One look around the table said it all. Yep, having your son go down on your pussy is one of the great thrills in a woman's life.

"My son can eat pussy. When we were young, guys weren't into it as much, I guess. His father always wanted to please me, but he never got it right down there. But Andy? He knew just what to do. It was like he had a direct connection into my brain. No sooner would I think something, and he would do it. He massaged my G-spot with his finger while he sucked my clitoris. No one has ever done that for me. And then, well, I'm kind of embarrassed to tell you this."

"What, what? Go on. Tell us!"

"I've always wondered what it would be like to have butt play, you know? Andrew tried once, but he didn't use lube or anything and it hurt, so we never tried it again. Andy used my juice to lube up his finger, and slid it right in my butt while he sucked my clit. I climaxed right then. I'm surprised I didn't smother him in my pussy. I was pulling him into it, and I guess I kept screaming his name. He told me later that I was. It was wild. Why I had to wait 58 years for it, I'll never know."

"Then it was my turn. I sucked my son. I sucked my son's dick. Sex is one thing. I mean, intercourse. But I think oral sex is even more intimate. I wanted to be good for him. I know young people today are really into that, and I'll admit it, I wanted to be at least as good as Patty at it. I sucked him, I used my tongue on him, and then I touched his butt while I was sucking him. It must be a switch or something. It worked on him just like it worked on me, because he gushed in my mouth. I was never that big on swallowing, but I didn't want Andy to think I thought it was dirty, so I swallowed every drop. He loved it. He made me come up and kiss him, with some of his cum still in my mouth."
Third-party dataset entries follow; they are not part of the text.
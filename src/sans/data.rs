//! States processing record payloads.

use thiserror::Error;

use super::{header::RecordHeader, row::Row};

/// An error advancing over a record payload.
#[derive(Debug, Error, PartialEq, Eq)]
pub enum RecordDataError {
    /// The supplied payload differs in length from the one declared.
    #[error("Expected a payload of {expected} bytes, found {found}.")]
    LengthMismatch { expected: u64, found: usize },
}

/// State token to decode the payload of a record.
#[derive(Debug)]
pub struct RecordData {
    pub(super) offset: i64,
    pub(super) byte_length: u64,
}

impl RecordData {
    /// The column of the first explicit cell in this record's row.
    pub fn offset(&self) -> i64 {
        self.offset
    }

    /// The number of payload bytes to supply to [`RecordData::advance`].
    pub fn byte_length(&self) -> u64 {
        self.byte_length
    }

    /// Transition to another state by taking ownership of a record payload.
    ///
    /// The payload is not copied: borrowing it from a larger buffer yields a
    /// zero-copy view.
    ///
    /// Returns the decoded row, and a successor state token.
    pub fn advance<B: AsRef<[u8]>>(self, data: B) -> Result<(Row<B>, RecordHeader), RecordDataError> {
        let found = data.as_ref().len();

        if found as u64 != self.byte_length {
            Err(RecordDataError::LengthMismatch {
                expected: self.byte_length,
                found,
            })?;
        }

        let row = Row {
            offset: self.offset,
            data,
        };

        Ok((row, RecordHeader))
    }
}

#[cfg(test)]
mod tests {
    use super::*;

    #[test]
    fn payload_becomes_row() {
        let state = RecordData {
            offset: -4,
            byte_length: 2,
        };
        let (row, _) = state.advance([0b1000_0000u8, 0b0000_0001]).unwrap();
        assert_eq!(row.offset(), -4);
        assert_eq!(row.data(), &[0b1000_0000, 0b0000_0001]);
    }

    #[test]
    fn short_payload_is_rejected() {
        let state = RecordData {
            offset: 0,
            byte_length: 3,
        };
        assert_eq!(
            state.advance([1u8, 2]).unwrap_err(),
            RecordDataError::LengthMismatch {
                expected: 3,
                found: 2
            }
        );
    }
}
"We just laid there for awhile, whispering and holding each other. He told me that he had always wanted me, but was afraid. I admitted that I had thought of him like that, and I was always afraid, too. I explained to him that men are always ready to get in any hole, but for women it was much more intimate. I said, 'For us it's the ultimate expression of love to give yourself to a man.' I don't know what I expected him to say. He said, 'Mom, for me it's the same with you. I feel like I'm closer to you than I've ever been, and I never want to lose it.'"

"By that time he was hard again. Ah, the joys of youth, huh? He wanted to be on top, but I wouldn't let him. I wanted it so bad and I wanted to watch his face when it happened, so I pushed him on his back and climbed on top. Looking back at it, I should have been embarrassed because I'm so overweight, but he didn't seem to care and I didn't care. I took him in my hand and put him there, then slowly slid down on him. The look on his face. I'll never forget it. Maybe some day I'll do a private sketch, just for me, of that look. I know I'm preaching to the choir, but taking your son's penis into you is a mind-blowing experience. I mean that literally. It blew my mind. I couldn't believe it was happening. A fantasy I had always been afraid of was really happening."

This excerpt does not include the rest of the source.